- _The problem_: Search the records below for the string "Option", and report each line that contains it.

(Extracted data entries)
*** Begin section ***
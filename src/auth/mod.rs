//! Identity and login state.
//!
//! `credentials` persists the identity token, `onboard` drives the
//! anonymous-bootstrap and login-confirmation campaigns, and this
//! module caches the backend's view of our login state so status
//! checks do not hammer the network.

pub mod credentials;
pub mod onboard;

use std::sync::{Arc, Mutex};
use std::time::{Duration, Instant};

#[allow(unused_imports)]
pub use credentials::{Credentials, CredentialsStore};

use crate::api::{ApiClient, ApiError};
use crate::retry::Clock;

/// Keyring service name for stored credentials.
pub const KEYRING_SERVICE: &str = "pulse";

/// Keyring entry name for the identity token.
pub const KEYRING_TOKEN_USER: &str = "identity";

/// How long a fetched login state stays trustworthy.
pub const AUTH_CACHE_TTL: Duration = Duration::from_secs(300);

// ==================== Login State ====================

/// The backend's view of who we are.
#[derive(Debug, Clone, PartialEq, Eq, Default)]
pub enum AuthState {
    /// Never fetched, or the last token was rejected.
    #[default]
    UnknownOrExpired,
    /// Valid token, not linked to a user account.
    Anonymous,
    /// Valid token linked to a registered user.
    LoggedIn { name: Option<String> },
}

impl AuthState {
    pub fn is_logged_in(&self) -> bool {
        matches!(self, AuthState::LoggedIn { .. })
    }

    pub fn label(&self) -> &'static str {
        match self {
            AuthState::UnknownOrExpired => "unknown",
            AuthState::Anonymous => "anonymous",
            AuthState::LoggedIn { .. } => "logged in",
        }
    }
}

#[derive(Debug, Clone)]
struct CachedState {
    state: AuthState,
    fetched_at: Instant,
}

// ==================== Session Cache ====================

/// Caches the login state for the lifetime of the process.
///
/// A fetched state is served from cache until the TTL passes. Failed
/// fetches never overwrite the cache, with one exception: a rejected
/// token invalidates it, since whatever we knew is now wrong.
pub struct SessionAuthState {
    cache: Mutex<Option<CachedState>>,
    clock: Arc<dyn Clock>,
}

impl SessionAuthState {
    pub fn new(clock: Arc<dyn Clock>) -> Self {
        Self {
            cache: Mutex::new(None),
            clock,
        }
    }

    /// Last known state without touching the network.
    pub fn get_cached(&self) -> AuthState {
        self.cache
            .lock()
            .unwrap()
            .as_ref()
            .map(|cached| cached.state.clone())
            .unwrap_or_default()
    }

    /// Current login state, from cache when fresh.
    ///
    /// With `force` the cache is bypassed and the backend is asked
    /// directly. Network and server failures fall back to
    /// [`AuthState::UnknownOrExpired`] without disturbing the cache.
    pub fn refresh(&self, client: &ApiClient, force: bool) -> AuthState {
        if !force {
            if let Some(cached) = self.cache.lock().unwrap().as_ref() {
                if self.clock.now().duration_since(cached.fetched_at) < AUTH_CACHE_TTL {
                    return cached.state.clone();
                }
            }
        }

        match client.plugin_state() {
            Ok(state) => {
                let state = if state.registered {
                    AuthState::LoggedIn {
                        name: state.user_name,
                    }
                } else {
                    AuthState::Anonymous
                };

                *self.cache.lock().unwrap() = Some(CachedState {
                    state: state.clone(),
                    fetched_at: self.clock.now(),
                });
                state
            }
            Err(ApiError::AuthExpired) => {
                tracing::info!("Identity token rejected, clearing cached login state");
                self.clear();
                AuthState::UnknownOrExpired
            }
            Err(ApiError::MissingToken) => AuthState::UnknownOrExpired,
            Err(e) => {
                tracing::debug!("Login state check failed: {}", e);
                AuthState::UnknownOrExpired
            }
        }
    }

    /// Drops the cached state.
    pub fn clear(&self) {
        *self.cache.lock().unwrap() = None;
    }
}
*** End section ***
- _Answer for this exercise_:
    LoggedIn { name: Option<String> },
    cache: Mutex<Option<CachedState>>,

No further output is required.